Severe emotional anguish: That’s what the tens of thousands of folks who die without health care in this country experience before they expire. And many more people suffer with fears who don’t actually die of their untreated illness. They are just petrified that they’ll lose their job or their home if they don’t go to work because they are sick. So they go to work, and in some form of poetic nightmarish justice, they run the risk of making other people sick, too, possibly even legislators, drug company officials or insurance magnates. Oh, but those folks have access to health care — so disease may spread — but the torture is contained.
Or is it?
C’mon, even if you have health care you must be feeling tortured by now. This seemingly endless and condescending debate makes me feel like I’m lying on a medieval rack and Congress is just turning the lever by degrees. At least it doesn’t even hurt anymore. It did at first. Especially when nice folks would call me or e-mail me and say, “What can we do to get single payer like they have in the entire civilized world that lives longer and pays less for health care ?” I’d rock my head and avoid the conversation. I felt that was the kind way to treat people who still had hope that Congress wouldn’t simply toy with them.
What I wanted to say was, “You want to know what we can do? Well, how much money do you have? And how often are you entertained in the White House or at the Capitol?” But I bit my lip. I didn’t want to discourage them from at least trying. And anyway, I’m not a Democrat and I’m sure they would have dismissed me as that woman who supports third-party politics because she “claims” that mainstream politicians are in bed up to their nightcaps with the big multi-national corporations that get them elected.

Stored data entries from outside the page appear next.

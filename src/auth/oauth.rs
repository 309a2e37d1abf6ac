use chrono::{Duration, Utc};
use log::debug;
use oauth2::TokenResponse;
use oauth2::basic::{BasicClient, BasicTokenResponse};
use oauth2::reqwest::http_client;
use oauth2::{
    AuthUrl, AuthorizationCode, ClientId, ClientSecret as OAuthClientSecret, CsrfToken,
    PkceCodeChallenge, PkceCodeVerifier, RedirectUrl, RefreshToken, Scope, TokenUrl,
};
use url::Url;

use crate::auth::client_secret::ClientSecret;
use crate::auth::tokens_file::StoredToken;
use crate::error::AuthError;

/// Read-only mailbox access. Changing it invalidates previously saved tokens.
pub const GMAIL_READONLY_SCOPE: &str = "https://www.googleapis.com/auth/gmail.readonly";

/// OAuth client for one registered application.
#[derive(Clone)]
pub struct OAuthFlow {
    client: BasicClient,
    scope: String,
}

/// An authorization URL handed to the user, with the state needed to finish it.
pub struct PendingAuthorization {
    pub url: Url,
    pub csrf: CsrfToken,
    verifier: PkceCodeVerifier,
    client: BasicClient,
}

impl OAuthFlow {
    pub fn new(secret: &ClientSecret) -> Result<Self, AuthError> {
        let client = BasicClient::new(
            ClientId::new(secret.client_id.clone()),
            secret.client_secret.clone().map(OAuthClientSecret::new),
            AuthUrl::new(secret.auth_uri.clone())?,
            Some(TokenUrl::new(secret.token_uri.clone())?),
        );
        Ok(Self {
            client,
            scope: GMAIL_READONLY_SCOPE.to_string(),
        })
    }

    /// Authorization code + PKCE, asking for offline access so a refresh token is issued.
    pub fn begin(&self, redirect_uri: &str) -> Result<PendingAuthorization, AuthError> {
        let client = self
            .client
            .clone()
            .set_redirect_uri(RedirectUrl::new(redirect_uri.to_string())?);

        let (pkce_challenge, verifier) = PkceCodeChallenge::new_random_sha256();
        let (url, csrf) = client
            .authorize_url(CsrfToken::new_random)
            .add_scope(Scope::new(self.scope.clone()))
            .add_extra_param("access_type", "offline")
            .set_pkce_challenge(pkce_challenge)
            .url();

        Ok(PendingAuthorization {
            url,
            csrf,
            verifier,
            client,
        })
    }

    /// Exchange a refresh token for a new access token. Google does not send
    /// the refresh token again, so the one passed in is kept.
    pub fn refresh(&self, refresh_token: &str) -> Result<StoredToken, AuthError> {
        let token = self
            .client
            .exchange_refresh_token(&RefreshToken::new(refresh_token.to_string()))
            .request(http_client)
            .map_err(|e| {
                debug!("refresh failed: {e:#?}");
                AuthError::Exchange {
                    message: e.to_string(),
                }
            })?;

        Ok(keep_refresh_token(stored_token(&token), refresh_token))
    }
}

impl PendingAuthorization {
    pub fn exchange(self, code: String) -> Result<StoredToken, AuthError> {
        let token = self
            .client
            .exchange_code(AuthorizationCode::new(code))
            .set_pkce_verifier(self.verifier)
            .request(http_client)
            .map_err(|e| {
                debug!("token exchange failed: {e:#?}");
                AuthError::Exchange {
                    message: e.to_string(),
                }
            })?;
        Ok(stored_token(&token))
    }
}

/// A refresh response without a refresh token keeps using the previous one.
fn keep_refresh_token(mut fresh: StoredToken, previous: &str) -> StoredToken {
    if fresh.refresh_token().is_none() {
        fresh.refresh_token = Some(previous.to_string());
    }
    fresh
}

fn stored_token(token: &BasicTokenResponse) -> StoredToken {
    StoredToken {
        access_token: token.access_token().secret().to_string(),
        token_type: "Bearer".to_string(),
        refresh_token: token.refresh_token().map(|r| r.secret().to_string()),
        expiry: token
            .expires_in()
            .and_then(|d| Duration::from_std(d).ok())
            .map(|d| Utc::now() + d),
    }
}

So when the Huffington Post reported this week that “Billy Tauzin, the CEO of the pharmaceutical lobby PhRMA, stopped by the White House 11 times,” including a meeting with the president himself” — and then went on to list, “Karen Ignagni, the president and CEO of America’s Health Insurance Plans, came to the White House on eight occasions, usually for meetings with high-ranking officials. As did the heads of Kaiser Health Plans, the Blue Cross and Blue Shield Association, the American Hospital Association as well as several major health care industry lobbyists,” you can imagine my complete and total lack of surprise.
But please for the love of all things humanitarian, Congress and Mr. President, pick one form of torture — death by unknown illness or the disdainful rhetorical rack — but not both! Especially now that we know you lack the guts to stop the insurance companies from torturing the working stiff who has no coverage, even though that torture ends in death.